Левицкий, я помню все детали, словно это случилось только вчера. Такое разве забудешь! В тот вечер шел дождь, как и сейчас. Прекрасная погода! Я решил немного расслабиться. Забил на работу, остался дома, сделал пару важных звонков…
Я люблю дождь. Он напоминает мне о детстве. В дождь дома всегда фаршировали гусиные шейки и не давали подзатыльники. Он словно бы примирял на время всю мою безумную семейку. Даже бабушка во время дождя прекращала вытирать пыль в замочной скважине…
Ну, так вот. Я разобрался с делами и взял кларнет, чтобы отполировать пару сложных мест из "Perdido Street Blues" Джонни Доддса, но тут на меня такая тоска напала, что хоть святых выноси. Одиночество, Левицкий, одиночество!
Тогда-то я и подумал, что сейчас мне совсем не помешает общество бойкой девочки, способной отбивать ножкой такт (вы знаете, что качественно это могут делать лишь обладательницы 35-го размера?) и говорить о Ясперсе.

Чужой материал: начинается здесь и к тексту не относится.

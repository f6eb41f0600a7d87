use std::collections::BTreeMap;
use std::sync::PoisonError;

use serde::Serialize;
use serde_json::{Map, Value};

use canvasxd_core::error::{CanvasError, Result};
use canvasxd_core::protocol::envelope::{AjaxConfig, ClientDescriptor, Message, MessageConfig, Response};

use super::Client;
use crate::correlation::ResponseCallback;

const WILDCARD: &str = "*";

/// Settings for a relayed REST call.
///
/// `success` is required and is parked in the correlation registry; it never
/// crosses the wire. Headers merge per key over the defaults.
#[derive(Default)]
pub struct AjaxSettings {
    client: Option<ClientDescriptor>,
    method: Option<String>,
    is_async: Option<bool>,
    content_type: Option<String>,
    headers: BTreeMap<String, String>,
    data: Value,
    target_origin: Option<String>,
    extra: Map<String, Value>,
    success: Option<ResponseCallback>,
}

impl AjaxSettings {
    pub fn new() -> Self {
        Self::default()
    }

    pub fn client(mut self, client: ClientDescriptor) -> Self {
        self.client = Some(client);
        self
    }

    pub fn method(mut self, method: impl Into<String>) -> Self {
        self.method = Some(method.into());
        self
    }

    pub fn is_async(mut self, is_async: bool) -> Self {
        self.is_async = Some(is_async);
        self
    }

    pub fn content_type(mut self, content_type: impl Into<String>) -> Self {
        self.content_type = Some(content_type.into());
        self
    }

    pub fn header(mut self, name: impl Into<String>, value: impl Into<String>) -> Self {
        self.headers.insert(name.into(), value.into());
        self
    }

    pub fn data(mut self, data: Value) -> Self {
        self.data = data;
        self
    }

    /// Parent origin hint, adopted when it is an http(s) URL.
    pub fn target_origin(mut self, origin: impl Into<String>) -> Self {
        self.target_origin = Some(origin.into());
        self
    }

    /// Pass-through setting relayed verbatim to the parent.
    pub fn extra(mut self, key: impl Into<String>, value: Value) -> Self {
        self.extra.insert(key.into(), value);
        self
    }

    pub fn success(mut self, f: impl FnOnce(Response) + Send + 'static) -> Self {
        self.success = Some(Box::new(f));
        self
    }
}

#[derive(Debug, Clone, PartialEq, Eq, Serialize)]
#[serde(rename_all = "camelCase")]
pub struct VersionInfo {
    pub client_version: String,
    pub parent_version: Option<String>,
}

impl Client {
    /// Relay a REST call through the parent. The answer (or a synthetic
    /// 400/401 for a bad descriptor) arrives at `settings.success`.
    pub fn ajax(&self, url: &str, settings: AjaxSettings) -> Result<()> {
        if url.is_empty() {
            return Err(CanvasError::Precondition("url required with ajax call".into()));
        }
        let AjaxSettings {
            client,
            method,
            is_async,
            content_type,
            headers,
            data,
            target_origin,
            extra,
            success,
        } = settings;
        let success = success.ok_or_else(|| {
            CanvasError::Precondition("ajax settings.success missing".into())
        })?;

        let mut client = match self.checked_client(client) {
            Ok(c) => c,
            Err(rejected) => {
                tracing::debug!(status = ?rejected.status, "ajax client rejected");
                success(rejected);
                return Ok(());
            }
        };

        let mut merged = BTreeMap::new();
        merged.insert("Authorization".to_string(), format!("OAuth {}", client.token()));
        merged.insert("Accept".to_string(), "application/json".to_string());
        merged.extend(headers);

        if client.target_origin.as_deref() == Some(WILDCARD) {
            client.target_origin = None;
        } else if let Some(origin) = target_origin.as_deref() {
            self.inner.resolver.adopt(origin);
        }

        let config = AjaxConfig {
            client,
            method: method.unwrap_or_else(|| "GET".into()),
            is_async: is_async.unwrap_or(true),
            content_type: content_type.unwrap_or_else(|| "application/json".into()),
            headers: merged,
            data,
            target_origin,
            extra,
        };
        self.postit(
            Some(success),
            Message::Ajax {
                url: url.to_string(),
                config,
            },
        )?;
        Ok(())
    }

    /// Ask the parent for the canvas context.
    pub fn ctx(
        &self,
        callback: impl FnOnce(Response) + Send + 'static,
        client: Option<ClientDescriptor>,
    ) -> Result<()> {
        let client = match self.checked_client(client) {
            Ok(c) => c,
            Err(rejected) => {
                callback(rejected);
                return Ok(());
            }
        };
        let access_token = client.token().to_string();
        self.postit(
            Some(Box::new(callback)),
            Message::Ctx {
                access_token,
                config: client.into(),
            },
        )?;
        Ok(())
    }

    /// Request a fresh signed request for this frame.
    pub fn refresh_signed_request(
        &self,
        callback: impl FnOnce(Response) + Send + 'static,
    ) -> Result<()> {
        let client = self.frame_client();
        self.postit(
            Some(Box::new(callback)),
            Message::Refresh {
                access_token: client.token().to_string(),
                config: client.into(),
            },
        )?;
        Ok(())
    }

    /// Ask the parent to re-post the signed request, optionally refreshing it.
    pub fn repost(&self, refresh: bool) -> Result<()> {
        let client = self.frame_client();
        self.postit(
            None,
            Message::Repost {
                access_token: client.token().to_string(),
                config: MessageConfig::from(client),
                refresh,
            },
        )?;
        Ok(())
    }

    pub fn token(&self) -> Option<String> {
        self.inner.session.token()
    }

    pub fn set_token(&self, token: Option<String>) {
        self.inner.session.set_token(token);
    }

    pub fn version(&self) -> VersionInfo {
        VersionInfo {
            client_version: self.inner.cfg.client.client_version.clone(),
            parent_version: self.inner.parent_version.get(),
        }
    }

    pub fn signed_request(&self) -> Option<Value> {
        self.inner
            .signed_request
            .lock()
            .unwrap_or_else(PoisonError::into_inner)
            .clone()
    }

    pub fn set_signed_request(&self, signed_request: Value) {
        *self
            .inner
            .signed_request
            .lock()
            .unwrap_or_else(PoisonError::into_inner) = Some(signed_request);
    }

    /// Anonymous descriptor addressed by this frame's instance id.
    fn frame_client(&self) -> ClientDescriptor {
        let name = self.inner.host.window_name().unwrap_or_default();
        let prefix = &self.inner.cfg.client.frame_name_prefix;
        let id = name.strip_prefix(prefix.as_str()).unwrap_or(&name);
        ClientDescriptor::anonymous(id)
    }
}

Я взял телефонную книгу. Открыл наугад. И позвонил ей – Вере.
Она приехала спустя не больше получаса. Совершенно божественная. Даже сияние вокруг головы. Впрочем, потом это оказался лак для волос с блестками. Я был готов кусать локти – и свои, и ее – так мне захотелось, чтобы в этот же вечер Вера стала моей. Но, благодаря профессии, я умею быть терпеливым. Я умею ждать, Левицкий! Однажды, чтобы украсть невесту для одного важного человека, мне пришлось ждать пятнадцать лет! Именно столько понадобилось ее тогдашнему мужу, чтобы отправиться, наконец, в мир иной.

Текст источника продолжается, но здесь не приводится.